The anterior tibialis tendon (ATT) was harvested from its insertion over the medial cuneiform and delivered proximally via an anteromedial incision just proximal to the ankle joint. The ATT was then tunnelled subcutaneously distally toward the cuboid and secured to the cuboid using a 2.9 mm suture anchor (Figure 19). He was then placed on an ankle-spanning external fixator for six weeks (Figure 20) with pins in the anterior distal tibia, and first and fifth metatarsal shafts. This is to keep the foot plantigrade for six weeks. We routinely perform this for tendon transfer procedures as it will protect the transfer and allow for easy wound care. In addition, it also allows for a simpler intraoperative process during the positioning of the foot in plantigrade and tensioning of the transferred tendons. The patient was then started on physiotherapy after the external fixator was removed at six weeks. Figure 21 shows the foot in a stable plantigrade position after the external fixator was removed. At three months post-surgery, his foot and ankle remained in a neutral position. It was also in a neutral position on active dorsiflexion of his ankle. At one year post-surgery, his foot and ankle were maintained in a neutral position. His ankle was stable, and he did not complain of any more "floppiness" or tripping.
Discussion
The lateral compartment of the lower leg compromises the peroneal musculature. The peroneal brevis arises from the mid to lower two-thirds of the fibula, courses behind the lateral malleolus along a fibrocartilaginous retromalleolar groove, passes above the peroneal tubercle, and inserts into the base of the fifth metatarsal base. Its tendon is ovoid in cross-section at the level of the ankle joint and has a low-lying muscle belly, which can extend distal to the superior peroneal retinaculum. The peroneal longus originates from both the tibia and fibula, becomes a rounded tendon, and lies posterior to the peroneal brevis as it courses toward the tip of the lateral malleolus. It then passes inferior to the peroneal tubercle and into the cuboid tunnel before crossing the midfoot plantar and inserts mainly into the medial cuneiform and the base of the first metatarsal.
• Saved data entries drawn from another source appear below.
//! The plain-HTTP path: policy check, cache check, upstream fetch, cache
//! fill. Grounded directly in `_handle_client`'s non-`CONNECT` branch in the
//! reference implementation this was distilled from.

use tokio::{
    io::{AsyncReadExt, AsyncWriteExt},
    net::TcpStream,
    time::timeout,
};

use crate::{
    errors::{respond, ErrorKind},
    http::{request::ParsedRequest, url::RequestUrl},
    limits::ConnLimits,
    store::{Action, CacheStore, DenylistStore, LogStore},
};

/// Runs the plain-HTTP forward path to completion, writing the final
/// response (synthesized, replayed, or relayed) to `client` and recording
/// exactly one log event before returning.
pub async fn forward(
    client: &mut TcpStream,
    client_addr: &str,
    request: &ParsedRequest,
    limits: &ConnLimits,
    cache: &CacheStore,
    denylist: &DenylistStore,
    log: &LogStore,
) {
    let url = RequestUrl::reconstruct(&request.target, request.header("host"));

    if denylist.contains(&url.host) {
        respond(client, client_addr, &url.full, ErrorKind::BlockedHttp, log).await;
        return;
    }

    if request.method.eq_ignore_ascii_case("GET") {
        if let Some(cached) = cache.lookup(&url.full) {
            let _ = client.write_all(&cached).await;
            log.append(client_addr, &url.full, Action::Cached);
            return;
        }
    }

    let origin_port = url.port.unwrap_or(80);
    let mut upstream = match timeout(
        limits.connect_timeout,
        TcpStream::connect((url.host.as_str(), origin_port)),
    )
    .await
    {
        Ok(Ok(stream)) => stream,
        Ok(Err(e)) => {
            respond(client, client_addr, &url.full, ErrorKind::UpstreamConnectFailed(e), log).await;
            return;
        }
        Err(_) => {
            let timed_out = std::io::Error::new(std::io::ErrorKind::TimedOut, "connect timed out");
            respond(client, client_addr, &url.full, ErrorKind::UpstreamConnectFailed(timed_out), log).await;
            return;
        }
    };

    log.append(client_addr, &url.full, Action::RequestHttp);

    let upstream_request = build_upstream_request(request, &url);
    if let Err(e) = upstream.write_all(&upstream_request).await {
        respond(client, client_addr, &url.full, ErrorKind::UpstreamSendFailed(e), log).await;
        return;
    }

    let mut response_data = Vec::new();
    let mut chunk = vec![0u8; limits.relay_chunk_size];
    loop {
        let read = timeout(limits.upstream_read_timeout, upstream.read(&mut chunk)).await;
        match read {
            Ok(Ok(0)) | Err(_) | Ok(Err(_)) => break,
            Ok(Ok(n)) => {
                response_data.extend_from_slice(&chunk[..n]);
                if client.write_all(&chunk[..n]).await.is_err() {
                    break;
                }
            }
        }
    }

    if request.method.eq_ignore_ascii_case("GET") && !response_data.is_empty() {
        cache.insert(url.full.clone(), response_data);
        log.append(client_addr, &url.full, Action::Fetched);
    } else {
        log.append(client_addr, &url.full, Action::Forwarded);
    }
}

/// Builds the upstream request: original headers minus `host`,
/// `connection`, and `proxy-connection`, with a fresh `Host` and
/// `Connection: close` appended, followed by the leftover body bytes.
fn build_upstream_request(request: &ParsedRequest, url: &RequestUrl) -> Vec<u8> {
    let mut head = format!(
        "{} {} {}\r\n",
        request.method,
        url.path_with_query(),
        request.version
    );
    for (name, value) in &request.headers {
        if name.eq_ignore_ascii_case("host")
            || name.eq_ignore_ascii_case("connection")
            || name.eq_ignore_ascii_case("proxy-connection")
        {
            continue;
        }
        head.push_str(name);
        head.push_str(": ");
        head.push_str(value);
        head.push_str("\r\n");
    }
    head.push_str("Host: ");
    head.push_str(&url.netloc());
    head.push_str("\r\nConnection: close\r\n\r\n");

    let mut out = head.into_bytes();
    out.extend_from_slice(&request.leftover_body);
    out
}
The blood supply is from the peroneal artery [6]. The avascular portion of the peroneal brevis is at the level of the tip of the lateral malleolus, where the tendon makes a turn. Two vascular zones in the peroneal longus tendon have been elucidated: (1) from the fibular tip to the peroneal tubercle and (2) cuboid tunnel. Consequently, these zones are areas of potential tendinopathy.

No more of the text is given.